It’s time for regulation
The harms of social media are coming into view. The solutions must involve the best minds of the world
With each passing week, the magnitude of the real problem with social media companies becomes clearer. The latest revelations include more unseen details of how Facebook knew about misinformation and hate spreading through its network, and a study of unprecedented scale by Twitter in which the company found its service to be disproportionately amplifying Right-wing political messages. In both cases, the findings are based on internal research and experiments, although there is a significant distinction: Twitter carried out the research with academics and owned up to the findings, while the information from Facebook comes from a whistle-blower after the company kept its assessments secret and dithered on acting, alarming its own staff.

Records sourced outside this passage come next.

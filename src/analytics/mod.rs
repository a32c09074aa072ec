//! Analytics
//!
//! Events reported to an optional [`AnalyticsSink`] when units are added to
//! the cart and when a checkout completes. Field names follow the
//! e-commerce event schema used by common web analytics tags.

use std::fmt;

use jiff::Timestamp;
use rust_decimal::Decimal;
use rusty_money::iso::USD;
use serde::Serialize;
use smallvec::{SmallVec, smallvec};

use crate::{cart::CartEntry, products::Product};

mod sinks;

pub use sinks::{JsonLinesSink, RecordingSink, TracingSink};

/// Receiver for analytics events.
///
/// Recording an event cannot fail from the cart's point of view; sinks that
/// talk to fallible outputs handle their own errors.
pub trait AnalyticsSink {
    /// Called once per event, in the order events occur.
    fn record(&mut self, event: &AnalyticsEvent);
}

impl<S: AnalyticsSink + ?Sized> AnalyticsSink for &mut S {
    fn record(&mut self, event: &AnalyticsEvent) {
        (**self).record(event);
    }
}

/// Best-effort checkout identifier, `T-` followed by unix milliseconds.
#[derive(Debug, Clone, PartialEq, Eq, Hash, Serialize)]
#[serde(transparent)]
pub struct TransactionId(String);

impl TransactionId {
    /// Derive an id from a point in time.
    pub fn from_timestamp(timestamp: Timestamp) -> Self {
        Self(format!("T-{}", timestamp.as_millisecond()))
    }

    /// The id as text.
    pub fn as_str(&self) -> &str {
        &self.0
    }
}

impl fmt::Display for TransactionId {
    fn fmt(&self, f: &mut fmt::Formatter<'_>) -> fmt::Result {
        f.write_str(&self.0)
    }
}

/// A product line within an event.
#[derive(Debug, Clone, PartialEq, Eq, Serialize)]
pub struct EventItem {
    /// Product id rendered as a string
    pub item_id: String,

    /// Product name
    pub item_name: String,

    /// Unit price
    #[serde(with = "rust_decimal::serde::float")]
    pub price: Decimal,

    /// Units
    pub quantity: u32,
}

impl From<&CartEntry> for EventItem {
    fn from(entry: &CartEntry) -> Self {
        Self {
            item_id: entry.id.to_string(),
            item_name: entry.name.clone(),
            price: entry.price,
            quantity: entry.quantity,
        }
    }
}

/// One unit of a product was added to the cart.
#[derive(Debug, Clone, PartialEq, Eq, Serialize)]
pub struct AddToCartEvent {
    /// ISO currency code
    pub currency: &'static str,

    /// Unit price of the added product
    #[serde(with = "rust_decimal::serde::float")]
    pub value: Decimal,

    /// The single added item, with a quantity of one
    pub items: SmallVec<[EventItem; 1]>,
}

impl AddToCartEvent {
    /// Build the event for adding one unit of `product`.
    pub fn for_product(product: &Product) -> Self {
        Self {
            currency: USD.iso_alpha_code,
            value: product.price,
            items: smallvec![EventItem {
                item_id: product.id.to_string(),
                item_name: product.name.clone(),
                price: product.price,
                quantity: 1,
            }],
        }
    }
}

/// A simulated checkout completed.
#[derive(Debug, Clone, PartialEq, Eq, Serialize)]
pub struct PurchaseEvent {
    /// Synthesized transaction id
    pub transaction_id: TransactionId,

    /// Cart subtotal
    #[serde(with = "rust_decimal::serde::float")]
    pub value: Decimal,

    /// ISO currency code
    pub currency: &'static str,

    /// Always zero
    #[serde(with = "rust_decimal::serde::float")]
    pub tax: Decimal,

    /// Always zero
    #[serde(with = "rust_decimal::serde::float")]
    pub shipping: Decimal,

    /// Cart contents at checkout time
    pub items: Vec<EventItem>,
}

impl PurchaseEvent {
    /// Build the event for checking out `entries`.
    pub fn new(transaction_id: TransactionId, entries: &[CartEntry], subtotal: Decimal) -> Self {
        Self {
            transaction_id,
            value: subtotal,
            currency: USD.iso_alpha_code,
            tax: Decimal::ZERO,
            shipping: Decimal::ZERO,
            items: entries.iter().map(EventItem::from).collect(),
        }
    }
}

/// Analytics event
#[derive(Debug, Clone, PartialEq, Eq, Serialize)]
#[serde(tag = "event", rename_all = "snake_case")]
pub enum AnalyticsEvent {
    /// See [`AddToCartEvent`]
    AddToCart(AddToCartEvent),

    /// See [`PurchaseEvent`]
    Purchase(PurchaseEvent),
}

impl AnalyticsEvent {
    /// Event name as reported to analytics.
    pub fn name(&self) -> &'static str {
        match self {
            AnalyticsEvent::AddToCart(_) => "add_to_cart",
            AnalyticsEvent::Purchase(_) => "purchase",
        }
    }
}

The charitable way to look at these revelations is to see two private enterprises with planet-scale networks and influence struggling to understand what they have created. An even more generous way would be to assume that the outcomes are the result of present-day societal problems. But, at least in case of Facebook, there is increasingly irrefutable evidence of deliberate inaction. The company knows that the code it creates nudges people toward conspiracy theories and hate groups. For instance, in India, which several of the leaked documents deal with, the company found evidence of hate speech in pages of prominent political groups, but this was not acted upon because of political considerations. It also purportedly has “white-lists” to exempt politicians from fact-checking
The case studies and experiments by both companies also include more signs that engagement-based algorithms are creating problems that their authors do not quite understand. These algorithms are the bedrock of the revenue model – they drive user growth and ensure more people click on advertisements. At present, there are no guardrails to keep these companies from acting solely on the profit motive. There are no rules for routine risk-assessments, or impact estimates when they enter geographies where politics and culture may differ from their own. The clamour for such rules will only get louder — as they should. Only regulation can help stem this rot. But to do that, lawmakers need to listen to the best of minds in the social sciences who, in turn, need to be given access to data and insights that only the Facebooks, Twitters and Googles of the world have. The guardrails we put in place today could determine whether we succeed in creating open societies.